My goal is to have an externally located DansGuardian + Squid setup to be used by only certain machines (the kids, especially) in my home. I've managed to install both on a cheap VPS, and I've had some of the results that I'm looking for.
My home router runs DD-WRT, so iptables is in there. Initially, I used this command:
iptables -A PREROUTING -p tcp -m tcp --dport 80 -m mac --mac-source 00:19:B9:3E:BA:DF -j DNAT --to-destination <vps-address>:3182
Essentially this command is taking outbound port 80 traffic originating from the specified mac address, and pushing it to vps-address:3182. When opening a browser on the associated machine, it worked -- but I got a Squid web page with 'access denied' indicated. Apparently, by using port 3182, I'd pointed it directly to Squid, which is configured to only allow traffic from localhost.
So I changed it to this instead (port 8080 instead of 3182)

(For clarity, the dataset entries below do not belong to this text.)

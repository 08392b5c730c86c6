//! On-disk Maven artifact cache (`<repo_cache>`, spec §6.4) mirroring the
//! repository's `group/artifact/version` layout.

use std::fs;
use std::path::{Path, PathBuf};

use crate::pom::{self, Pom};
use crate::repository::MavenRepository;

/// The shared, content-addressed-by-coordinate Maven artifact cache.
/// Rooted at `<repo_cache>` (spec §6.4), shared across every environment
/// built on this machine — it is not project-local.
#[derive(Debug, Clone)]
pub struct LocalCache {
    root: PathBuf,
}

impl LocalCache {
    /// Create a cache rooted at `jgo_util::dirs::repo_cache_root()`.
    pub fn new() -> Self {
        Self {
            root: jgo_util::dirs::repo_cache_root(),
        }
    }

    /// Create a cache rooted at an explicit directory (tests, `JGO_REPO_CACHE` overrides).
    pub fn at(root: PathBuf) -> Self {
        Self { root }
    }

    /// The root directory of this cache.
    pub fn root(&self) -> &Path {
        &self.root
    }

    /// Path within the cache for a given Maven coordinate.
    pub fn artifact_dir(&self, group: &str, artifact: &str, version: &str) -> PathBuf {
        self.root
            .join(group.replace('.', "/"))
            .join(artifact)
            .join(version)
    }

    /// Path to a specific file in the cache.
    fn artifact_path(&self, group: &str, artifact: &str, version: &str, filename: &str) -> PathBuf {
        self.artifact_dir(group, artifact, version).join(filename)
    }

    /// Check if a JAR is cached and return its path.
    pub fn get_jar(
        &self,
        group: &str,
        artifact: &str,
        version: &str,
        classifier: Option<&str>,
    ) -> Option<PathBuf> {
        let filename = match classifier {
            Some(c) => format!("{artifact}-{version}-{c}.jar"),
            None => format!("{artifact}-{version}.jar"),
        };
        let path = self.artifact_path(group, artifact, version, &filename);
        path.is_file().then_some(path)
    }

    /// Check if a POM is cached and parse it.
    pub fn get_pom(&self, group: &str, artifact: &str, version: &str) -> Option<Pom> {
        let filename = format!("{artifact}-{version}.pom");
        let path = self.artifact_path(group, artifact, version, &filename);
        if !path.is_file() {
            return None;
        }
        let content = fs::read_to_string(&path).ok()?;
        pom::parse_pom(&content).ok()
    }

    /// Store artifact data in the cache, creating directories as needed.
    pub fn put(
        &self,
        group: &str,
        artifact: &str,
        version: &str,
        filename: &str,
        data: &[u8],
    ) -> miette::Result<PathBuf> {
        let dir = self.artifact_dir(group, artifact, version);
        fs::create_dir_all(&dir).map_err(jgo_util::errors::JgoError::IOErr)?;
        let path = dir.join(filename);
        fs::write(&path, data).map_err(jgo_util::errors::JgoError::IOErr)?;
        Ok(path)
    }

    /// Store a POM file in the cache.
    pub fn put_pom(
        &self,
        group: &str,
        artifact: &str,
        version: &str,
        pom_xml: &str,
    ) -> miette::Result<PathBuf> {
        let filename = format!("{artifact}-{version}.pom");
        self.put(group, artifact, version, &filename, pom_xml.as_bytes())
    }

    /// Store a JAR file in the cache.
    pub fn put_jar(
        &self,
        group: &str,
        artifact: &str,
        version: &str,
        classifier: Option<&str>,
        data: &[u8],
    ) -> miette::Result<PathBuf> {
        let filename = match classifier {
            Some(c) => format!("{artifact}-{version}-{c}.jar"),
            None => format!("{artifact}-{version}.jar"),
        };
        self.put(group, artifact, version, &filename, data)
    }

    /// Check whether the JAR for this coordinate exists in cache.
    pub fn has_artifact(&self, group: &str, artifact: &str, version: &str) -> bool {
        self.get_jar(group, artifact, version, None).is_some()
    }

    /// Check if artifact-level `maven-metadata.xml` is cached.
    pub fn get_metadata(&self, group: &str, artifact: &str) -> Option<String> {
        let path = self.root.join(group.replace('.', "/")).join(artifact).join("maven-metadata.xml");
        if path.is_file() {
            fs::read_to_string(&path).ok()
        } else {
            None
        }
    }

    /// Store artifact-level `maven-metadata.xml` in the cache.
    pub fn put_metadata(&self, group: &str, artifact: &str, xml: &str) -> miette::Result<PathBuf> {
        let dir = self.root.join(group.replace('.', "/")).join(artifact);
        fs::create_dir_all(&dir).map_err(jgo_util::errors::JgoError::IOErr)?;
        let path = dir.join("maven-metadata.xml");
        fs::write(&path, xml).map_err(jgo_util::errors::JgoError::IOErr)?;
        Ok(path)
    }

    /// Fetch `maven-metadata.xml` for `LATEST`/`RELEASE`/range resolution,
    /// using the cache unless `force` requests a fresh copy (spec §6.5
    /// `JGO_UPDATE`).
    pub async fn fetch_metadata(
        &self,
        client: &reqwest::Client,
        repo: &MavenRepository,
        group: &str,
        artifact: &str,
        force: bool,
    ) -> miette::Result<Option<String>> {
        if !force {
            if let Some(xml) = self.get_metadata(group, artifact) {
                return Ok(Some(xml));
            }
        }

        let url = repo.metadata_url(group, artifact);
        let xml = crate::download::download_text(client, repo, &url).await?;
        if let Some(ref content) = xml {
            self.put_metadata(group, artifact, content)?;
        }
        Ok(xml)
    }

    /// Fetch or download a POM, using cache when available.
    pub async fn fetch_pom(
        &self,
        client: &reqwest::Client,
        repo: &MavenRepository,
        group: &str,
        artifact: &str,
        version: &str,
    ) -> miette::Result<Option<Pom>> {
        if let Some(pom) = self.get_pom(group, artifact, version) {
            return Ok(Some(pom));
        }

        let url = repo.pom_url(group, artifact, version);
        let xml = crate::download::download_text(client, repo, &url).await?;
        match xml {
            Some(content) => {
                self.put_pom(group, artifact, version, &content)?;
                let pom = pom::parse_pom(&content)?;
                Ok(Some(pom))
            }
            None => Ok(None),
        }
    }

    /// Remove cached artifacts not present in the resolved set.
    ///
    /// `keep` contains `(group, artifact, version)` tuples of artifacts
    /// that should be retained. Everything else gets deleted.
    /// Returns the number of version directories removed.
    pub fn prune(&self, keep: &std::collections::HashSet<(String, String, String)>) -> u32 {
        let mut removed = 0u32;
        if !self.root.is_dir() {
            return removed;
        }
        collect_version_dirs(&self.root, &self.root, keep, &mut removed);
        removed
    }

    /// Total size of the cache directory in bytes.
    pub fn size(&self) -> u64 {
        dir_size(&self.root)
    }
}

/// Walk the cache tree to find version directories (leaf dirs containing files)
/// and remove those not in the `keep` set.
///
/// Cache layout: `<root>/<group-path>/<artifact>/<version>/`
/// We reconstruct the coordinate by tracking depth from root.
fn collect_version_dirs(
    root: &Path,
    current: &Path,
    keep: &std::collections::HashSet<(String, String, String)>,
    removed: &mut u32,
) {
    let Ok(entries) = fs::read_dir(current) else {
        return;
    };

    for entry in entries.flatten() {
        let path = entry.path();
        if !path.is_dir() {
            continue;
        }

        let has_files = fs::read_dir(&path)
            .map(|rd| rd.flatten().any(|e| e.path().is_file()))
            .unwrap_or(false);

        if has_files {
            // This is a version dir: reconstruct group:artifact:version from path
            if let Some(coord) = reconstruct_coordinate(root, &path) {
                if !keep.contains(&coord) {
                    let _ = fs::remove_dir_all(&path);
                    *removed += 1;
                }
            }
        } else {
            collect_version_dirs(root, &path, keep, removed);
            // Remove empty parent dirs after pruning children
            if fs::read_dir(&path)
                .map(|mut rd| rd.next().is_none())
                .unwrap_or(true)
            {
                let _ = fs::remove_dir(&path);
            }
        }
    }
}

/// Reconstruct `(group, artifact, version)` from a cache path.
///
/// Path: `<root>/org/jetbrains/kotlin/kotlin-stdlib/2.3.0`
/// Result: `("org.jetbrains.kotlin", "kotlin-stdlib", "2.3.0")`
fn reconstruct_coordinate(root: &Path, version_dir: &Path) -> Option<(String, String, String)> {
    let rel = version_dir.strip_prefix(root).ok()?;
    let components: Vec<_> = rel
        .components()
        .map(|c| c.as_os_str().to_string_lossy().to_string())
        .collect();
    if components.len() < 3 {
        return None;
    }
    let version = components.last()?.clone();
    let artifact = components[components.len() - 2].clone();
    let group = components[..components.len() - 2].join(".");
    Some((group, artifact, version))
}

fn dir_size(path: &Path) -> u64 {
    let mut total = 0u64;
    if let Ok(entries) = fs::read_dir(path) {
        for entry in entries.flatten() {
            let meta = entry.metadata();
            if let Ok(m) = meta {
                if m.is_dir() {
                    total += dir_size(&entry.path());
                } else {
                    total += m.len();
                }
            }
        }
    }
    total
}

iptables -A PREROUTING -p tcp -m tcp --dport 80 -m mac --mac-source 00:19:B9:3E:BA:DF -j DNAT --to-destination <vps-address>:8080
When I use this second approach, it doesn't work at all. But the nutty thing is that I can change the proxy settings on the browser and point to vps-address:8080, and it works just fine.
So squid is working transparently at the network level -- but how do I get dansguardian to do the same thing? I'd prefer a transparent solution -- I don't want to rely on explicitly typed proxy settings within the browser.
A different approach is also possible - use ICAP server running on the same VPS box as Squid and listening on 127.0.0.1 local only address that Squid will use to direct all traffic into. As an example of such ICAP server is qlproxy. So if you managed to make your Squid work transparently then you already have the required setup in place. Just add qlproxy to the soup.